Relation to Prior Work: The authors give a very good overview of related methods in the domain of explainable AI. In my opinion, it may be, however, beneficial to discuss in more detail how the proposed method fits into a broader context of work on generative models. The proposed model optimizes mutual information between the class (predicted by the black-box model) and the learned features and involves distance measure between the data and generator distribution D(p(g(alpha, beta)), p(X)). This places the model close to the works on VAEs, InfoGANs, and related generative models. In fact, if we cut the “black box classifier” part of the Figure 1a), we get a supervised method for discovering meaningful features, very similar in spirit to InfoGAN (although InfoGAN is marketed as an unsupervised method, it is possible to introduce conditioning).

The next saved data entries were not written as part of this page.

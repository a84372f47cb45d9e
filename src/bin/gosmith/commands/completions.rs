//! `gosmith completions` command
//!
//! Generates shell completions for various shells.

use std::io;

use anyhow::Result;
use clap::CommandFactory;
use clap_complete::generate;

use crate::cli::{Cli, CompletionsArgs};

pub fn execute(args: CompletionsArgs) -> Result<()> {
    let mut cmd = Cli::command();
    let name = cmd.get_name().to_string();

    generate(args.shell, &mut cmd, name, &mut io::stdout());

    Ok(())
}
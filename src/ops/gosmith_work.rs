//! Implementation of `gosmith work`.
//!
//! The pipeline runs strictly in order and stops at the first failing step
//! without undoing earlier ones:
//!
//! 1. discover modules
//! 2. regenerate `go.work` (skipped when no modules were found)
//! 3. `git init`, register nested checkouts as submodules, commit
//! 4. open the editor

use std::path::PathBuf;

use anyhow::{Context, Result};

use crate::core::workspace::{AssembleOutcome, ModuleReference, WorkspaceAssembler};
use crate::ops::{editor, vcs};
use crate::util::config::Config;
use crate::util::process::CommandRunner;

/// Options for `gosmith work`.
#[derive(Debug, Clone)]
pub struct WorkOptions {
    /// Workspace root
    pub path: PathBuf,

    /// Skip Git initialization
    pub no_git: bool,

    /// Skip creating and running the editor launcher
    pub no_code: bool,
}

/// What a `gosmith work` run did.
#[derive(Debug, Clone, PartialEq, Eq)]
pub struct WorkReport {
    /// Modules found below the root, in walk order.
    pub modules: Vec<ModuleReference>,

    /// Result of the descriptor regeneration.
    pub outcome: AssembleOutcome,

    /// Number of registered submodules, if Git ran.
    pub submodules: Option<usize>,

    /// Whether the editor was launched.
    pub editor_opened: bool,
}

/// Discover modules below `opts.path` and assemble them into a workspace.
pub fn generate_workspace(
    opts: &WorkOptions,
    config: &Config,
    runner: &mut dyn CommandRunner,
) -> Result<WorkReport> {
    let assembler = WorkspaceAssembler::from_config(&opts.path, config);

    let modules = assembler
        .discover()
        .context("error walking the directory")?;

    let outcome = assembler.assemble(&modules, runner)?;
    if let AssembleOutcome::Assembled { digest, .. } = &outcome {
        tracing::info!("go.work file created successfully.");
        if let Some(digest) = digest {
            tracing::debug!("go.work sha256 {}", digest);
        }
    }

    let submodules = if opts.no_git {
        tracing::info!("Git repository initialization skipped.");
        None
    } else {
        vcs::init_repository(config.git(), assembler.root(), runner)?;

        let count = assembler
            .register_sub_repositories(runner)
            .context("error adding Git submodules")?;

        vcs::commit_all(
            config.git(),
            assembler.root(),
            config.commit_message(),
            runner,
        )?;
        tracing::info!("All files and submodules added and initial commit created.");
        Some(count)
    };

    if opts.no_code {
        tracing::info!("Creation and execution of open_vscode file skipped.");
    } else {
        editor::open_editor(assembler.root(), config.editor(), runner)?;
    }

    Ok(WorkReport {
        modules,
        outcome,
        submodules,
        editor_opened: !opts.no_code,
    })
}
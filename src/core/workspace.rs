//! Workspace discovery and assembly.
//!
//! A workspace is a directory tree holding several Go modules. The assembler
//! finds every `go.mod` below the root, regenerates the `go.work` descriptor
//! from scratch with `go work init`, and can register nested Git checkouts as
//! submodules of the root repository.

use std::ffi::OsString;
use std::fmt;
use std::io;
use std::path::{Path, PathBuf};

use anyhow::{Context, Result};
use walkdir::WalkDir;

use crate::util::config::Config;
use crate::util::errors::GosmithError;
use crate::util::fs::{absolute, relative_path, remove_file_if_exists, slash_path};
use crate::util::hash::sha256_file;
use crate::util::process::{CommandRunner, ProcessBuilder};

/// Marker file identifying a module directory.
pub const MODULE_MANIFEST: &str = "go.mod";

/// Workspace descriptor written by `go work init`.
pub const WORKSPACE_DESCRIPTOR: &str = "go.work";

/// Checksum side-file belonging to the descriptor.
pub const WORKSPACE_CHECKSUM: &str = "go.work.sum";

/// Version control metadata directory.
pub const VCS_METADATA_DIR: &str = ".git";

/// A module directory, relative to the workspace root.
#[derive(Debug, Clone, PartialEq, Eq, Hash, PartialOrd, Ord)]
pub struct ModuleReference(PathBuf);

impl ModuleReference {
    /// Create a reference from a path relative to the root.
    ///
    /// The root itself is represented as `.`.
    pub fn new(relative: impl Into<PathBuf>) -> Self {
        let relative = relative.into();
        if relative.as_os_str().is_empty() {
            ModuleReference(PathBuf::from("."))
        } else {
            ModuleReference(relative)
        }
    }

    pub fn as_path(&self) -> &Path {
        &self.0
    }

    /// The reference as a `/`-separated command-line argument.
    pub fn to_arg(&self) -> OsString {
        slash_path(&self.0)
    }
}

impl fmt::Display for ModuleReference {
    fn fmt(&self, f: &mut fmt::Formatter<'_>) -> fmt::Result {
        f.write_str(&self.to_arg().to_string_lossy())
    }
}

/// The generated `go.work` file and its `go.work.sum` side-file.
#[derive(Debug, Clone, PartialEq, Eq)]
pub struct WorkspaceDescriptor {
    root: PathBuf,
}

impl WorkspaceDescriptor {
    /// The descriptor belonging to `root`.
    pub fn at(root: impl Into<PathBuf>) -> Self {
        WorkspaceDescriptor { root: root.into() }
    }

    /// Path of `go.work`.
    pub fn path(&self) -> PathBuf {
        self.root.join(WORKSPACE_DESCRIPTOR)
    }

    /// Path of `go.work.sum`.
    pub fn checksum_path(&self) -> PathBuf {
        self.root.join(WORKSPACE_CHECKSUM)
    }

    /// Check whether `go.work` exists.
    pub fn exists(&self) -> bool {
        self.path().is_file()
    }

    /// Delete the descriptor and its side-file, returning the paths that
    /// were actually removed.
    pub fn remove(&self) -> Result<Vec<PathBuf>> {
        let mut removed = Vec::new();
        for path in [self.path(), self.checksum_path()] {
            if remove_file_if_exists(&path)? {
                removed.push(path);
            }
        }
        Ok(removed)
    }
}

/// Result of [`WorkspaceAssembler::assemble`].
#[derive(Debug, Clone, PartialEq, Eq)]
pub enum AssembleOutcome {
    /// `go work init` ran over the given modules.
    Assembled {
        /// Number of modules linked into the workspace.
        modules: usize,
        /// Path of the regenerated descriptor.
        descriptor: PathBuf,
        /// SHA-256 of the descriptor, if the tool wrote one.
        digest: Option<String>,
    },
    /// No modules were found, so no descriptor was generated.
    NothingToAssemble,
}

/// A nested Git checkout strictly below the workspace root.
#[derive(Debug, Clone, PartialEq, Eq)]
pub struct SubRepository {
    /// Absolute path of the checkout.
    pub path: PathBuf,
    /// Path of the checkout relative to the root.
    pub relative: PathBuf,
}

/// Discovers modules below a root and links them into a Go workspace.
#[derive(Debug, Clone)]
pub struct WorkspaceAssembler {
    root: PathBuf,
    go: String,
    git: String,
    submodule_fail_fast: bool,
}

impl WorkspaceAssembler {
    /// Create an assembler for `root` using `go` and `git` from PATH.
    pub fn new(root: impl Into<PathBuf>) -> Self {
        WorkspaceAssembler {
            root: root.into(),
            go: "go".to_string(),
            git: "git".to_string(),
            submodule_fail_fast: false,
        }
    }

    /// Create an assembler for `root` with tools and policy from `config`.
    pub fn from_config(root: impl Into<PathBuf>, config: &Config) -> Self {
        WorkspaceAssembler::new(root)
            .with_go(config.go())
            .with_git(config.git())
            .with_submodule_fail_fast(config.submodule_fail_fast())
    }

    /// Set the Go toolchain command.
    pub fn with_go(mut self, go: impl Into<String>) -> Self {
        self.go = go.into();
        self
    }

    /// Set the Git command.
    pub fn with_git(mut self, git: impl Into<String>) -> Self {
        self.git = git.into();
        self
    }

    /// Stop registering submodules after the first failure.
    pub fn with_submodule_fail_fast(mut self, fail_fast: bool) -> Self {
        self.submodule_fail_fast = fail_fast;
        self
    }

    /// Get the workspace root directory.
    pub fn root(&self) -> &Path {
        &self.root
    }

    /// Get the descriptor at the workspace root.
    pub fn descriptor(&self) -> WorkspaceDescriptor {
        WorkspaceDescriptor::at(&self.root)
    }

    /// Find every directory below the root that contains a `go.mod` file.
    ///
    /// Nothing is pruned: modules nested inside other modules (including
    /// `vendor/` trees) are reported as well. Siblings are visited in file
    /// name order. Any unreadable entry fails the whole walk.
    pub fn discover(&self) -> Result<Vec<ModuleReference>> {
        let mut modules = Vec::new();

        for entry in WalkDir::new(&self.root).sort_by_file_name() {
            let entry = entry.map_err(|e| walk_error(&self.root, e))?;

            if !entry.file_type().is_file() || entry.file_name() != MODULE_MANIFEST {
                continue;
            }

            let dir = entry.path().parent().unwrap_or(&self.root);
            tracing::debug!("found {} in {}", MODULE_MANIFEST, dir.display());
            modules.push(ModuleReference::new(relative_path(&self.root, dir)));
        }

        Ok(modules)
    }

    /// Regenerate `go.work` from `references`.
    ///
    /// An existing descriptor and side-file are always deleted first; the
    /// descriptor is never patched. With no references nothing is generated
    /// and [`AssembleOutcome::NothingToAssemble`] is returned.
    pub fn assemble(
        &self,
        references: &[ModuleReference],
        runner: &mut dyn CommandRunner,
    ) -> Result<AssembleOutcome> {
        let descriptor = self.descriptor();

        for removed in descriptor
            .remove()
            .context("failed to delete the existing workspace descriptor")?
        {
            tracing::info!("{} already existed => deleted", removed.display());
        }

        if references.is_empty() {
            tracing::info!(
                "No subfolders with {} found. No {} file created.",
                MODULE_MANIFEST,
                WORKSPACE_DESCRIPTOR
            );
            return Ok(AssembleOutcome::NothingToAssemble);
        }

        tracing::info!("Subfolders containing {}:", MODULE_MANIFEST);
        for reference in references {
            tracing::info!("  {}", reference);
        }

        let cmd = ProcessBuilder::new(&self.go)
            .args(["work", "init"])
            .args(references.iter().map(ModuleReference::to_arg))
            .cwd(&self.root);
        runner
            .run(&cmd)
            .context("failed to run `go work init`")?;

        let digest = if descriptor.exists() {
            Some(sha256_file(&descriptor.path())?)
        } else {
            None
        };

        Ok(AssembleOutcome::Assembled {
            modules: references.len(),
            descriptor: descriptor.path(),
            digest,
        })
    }

    /// Find nested Git checkouts below the root.
    ///
    /// Only `.git` directories count; the root's own checkout is skipped and
    /// the contents of `.git` directories are not searched.
    pub fn find_sub_repositories(&self) -> Result<Vec<SubRepository>> {
        let mut repos = Vec::new();
        let mut walker = WalkDir::new(&self.root).sort_by_file_name().into_iter();

        while let Some(entry) = walker.next() {
            let entry = entry.map_err(|e| walk_error(&self.root, e))?;

            if entry.depth() == 0
                || !entry.file_type().is_dir()
                || entry.file_name() != VCS_METADATA_DIR
            {
                continue;
            }
            walker.skip_current_dir();

            let checkout = entry.path().parent().unwrap_or(&self.root);
            let relative = relative_path(&self.root, checkout);
            if relative.as_os_str().is_empty() {
                continue;
            }

            repos.push(SubRepository {
                path: absolute(checkout)?,
                relative,
            });
        }

        Ok(repos)
    }

    /// Register every nested checkout as a submodule of the root repository.
    ///
    /// Returns the number of registered submodules. By default every
    /// checkout is attempted and the failures are reported together; with
    /// fail-fast the first failure aborts the rest.
    pub fn register_sub_repositories(&self, runner: &mut dyn CommandRunner) -> Result<usize> {
        let mut registered = 0;
        let mut failures = Vec::new();

        for repo in self.find_sub_repositories()? {
            tracing::info!("Adding submodule: {}", repo.relative.display());

            let cmd = ProcessBuilder::new(&self.git)
                .args(["submodule", "add"])
                .arg(&repo.path)
                .arg(slash_path(&repo.relative))
                .cwd(&self.root);

            match runner.run(&cmd) {
                Ok(()) => registered += 1,
                Err(e) if self.submodule_fail_fast => {
                    return Err(e.context(format!(
                        "error adding submodule {}",
                        repo.relative.display()
                    )));
                }
                Err(e) => {
                    tracing::warn!(
                        "error adding submodule {}: {:#}",
                        repo.relative.display(),
                        e
                    );
                    failures.push((repo.relative, format!("{:#}", e)));
                }
            }
        }

        if !failures.is_empty() {
            return Err(GosmithError::SubmoduleRegistration { failures }.into());
        }

        Ok(registered)
    }
}

fn walk_error(root: &Path, err: walkdir::Error) -> GosmithError {
    let path = err
        .path()
        .map(Path::to_path_buf)
        .unwrap_or_else(|| root.to_path_buf());
    let source = err
        .into_io_error()
        .unwrap_or_else(|| io::Error::other("filesystem loop detected"));
    GosmithError::filesystem(path, source)
}
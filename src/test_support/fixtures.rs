//! Test fixtures for directory trees.

use std::path::{Path, PathBuf};

use tempfile::TempDir;

/// Contents written into fixture `go.mod` files.
pub fn go_mod(module_path: &str) -> String {
    format!("module {}\n\ngo 1.22\n", module_path)
}

/// Builder for a temporary directory tree with Go modules and checkouts.
#[derive(Debug, Clone, Default)]
pub struct TreeFixture {
    files: Vec<(PathBuf, String)>,
    dirs: Vec<PathBuf>,
}

impl TreeFixture {
    /// Create an empty tree fixture.
    pub fn new() -> Self {
        Self::default()
    }

    /// Add a module directory containing a `go.mod`.
    pub fn module(mut self, rel: impl AsRef<Path>) -> Self {
        let rel = rel.as_ref();
        let name = rel.to_string_lossy().replace('\\', "/");
        self.files
            .push((rel.join("go.mod"), go_mod(&format!("example.com/{}", name))));
        self
    }

    /// Add a `.git` directory under `rel`, making it a checkout.
    pub fn checkout(mut self, rel: impl AsRef<Path>) -> Self {
        let git_dir = rel.as_ref().join(".git");
        self.files.push((git_dir.join("HEAD"), "ref: refs/heads/main\n".to_string()));
        self
    }

    /// Add an arbitrary file.
    pub fn file(mut self, rel: impl AsRef<Path>, contents: impl Into<String>) -> Self {
        self.files.push((rel.as_ref().to_path_buf(), contents.into()));
        self
    }

    /// Add an empty directory.
    pub fn dir(mut self, rel: impl AsRef<Path>) -> Self {
        self.dirs.push(rel.as_ref().to_path_buf());
        self
    }

    /// Write the tree under `base`.
    pub fn write_to(&self, base: &Path) -> std::io::Result<()> {
        for dir in &self.dirs {
            std::fs::create_dir_all(base.join(dir))?;
        }
        for (rel, contents) in &self.files {
            let path = base.join(rel);
            if let Some(parent) = path.parent() {
                std::fs::create_dir_all(parent)?;
            }
            std::fs::write(path, contents)?;
        }
        Ok(())
    }

    /// Write the tree into a fresh temporary directory.
    pub fn create(&self) -> TempDir {
        let tmp = TempDir::new().expect("failed to create temp dir");
        self.write_to(tmp.path()).expect("failed to write fixture tree");
        tmp
    }
}
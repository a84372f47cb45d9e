//! High-level operations.
//!
//! This module contains the implementation of gosmith commands.

pub mod doctor;
pub mod editor;
pub mod gosmith_new;
pub mod gosmith_work;
pub mod vcs;

pub use doctor::{doctor, format_report, CheckResult, DoctorReport};
pub use gosmith_new::{new_module, NewOptions};
pub use gosmith_work::{generate_workspace, WorkOptions, WorkReport};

An even closer connection is to to the work “Multi-Level Variational Autoencoder: Learning Disentangled Representations from Grouped Observations” (2018) which proposes a method of discovering disentangled “style” and “content” features when provided with class (group) information. If we provide classifier predictions as group information, we get an alternative approach to what is done in the present contribution (although such a method would be more crude in that the group attributions are, by default, not weighted). Overall, I believe that it is very important to discuss these and related connections, for two reasons. Firstly, it may be that the proposed method has much broader applicability outside the scope of explainable AI. On the other hand, the absence of such discussion makes it more difficult to evaluate the novelty and originality of the present contribution.

Reproducibility: Yes

Additional Feedback: I am personally very torn about my decision for this paper. I believe that at present, the paper is already strong, and it is impossible for me to not recommend it for acceptance. At the same time, the issues I described do the contribution a bad favor in that overall, now it leaves a slightly mixed impression, while it seems to have the potential to unequivocally and uniformly produce a stellar impression. I almost wish it were rejected so that authors could address the issues and turn the paper into a gem it could be. This line of reasoning, of course, can not justify me not recommending an acceptance. Overall, I evaluate the paper as is, and I believe that it is, at present, slightly above the acceptance threshold, despite the issues I described. Suggestions: It may be very interesting to see how the model behaves depending on the model capacity differences between the black box classifier and the explainer model. For example, do the explanations remain meaningful when the explainer model is much smaller than the classifier itself. Does it behave meaningfully if its capacity is, on the contrary, much higher, etc. Practically, it is one of the most concerning issues. Since the method is supposed to work with a black box classifier, we can never know whether we undershoot or overshoot in our model capacity. ## I have read the author's response. Many of my concerns were addressed. I am especially happy to hear about the changes to the storyline. I am happy to increase my score from 6 to 7.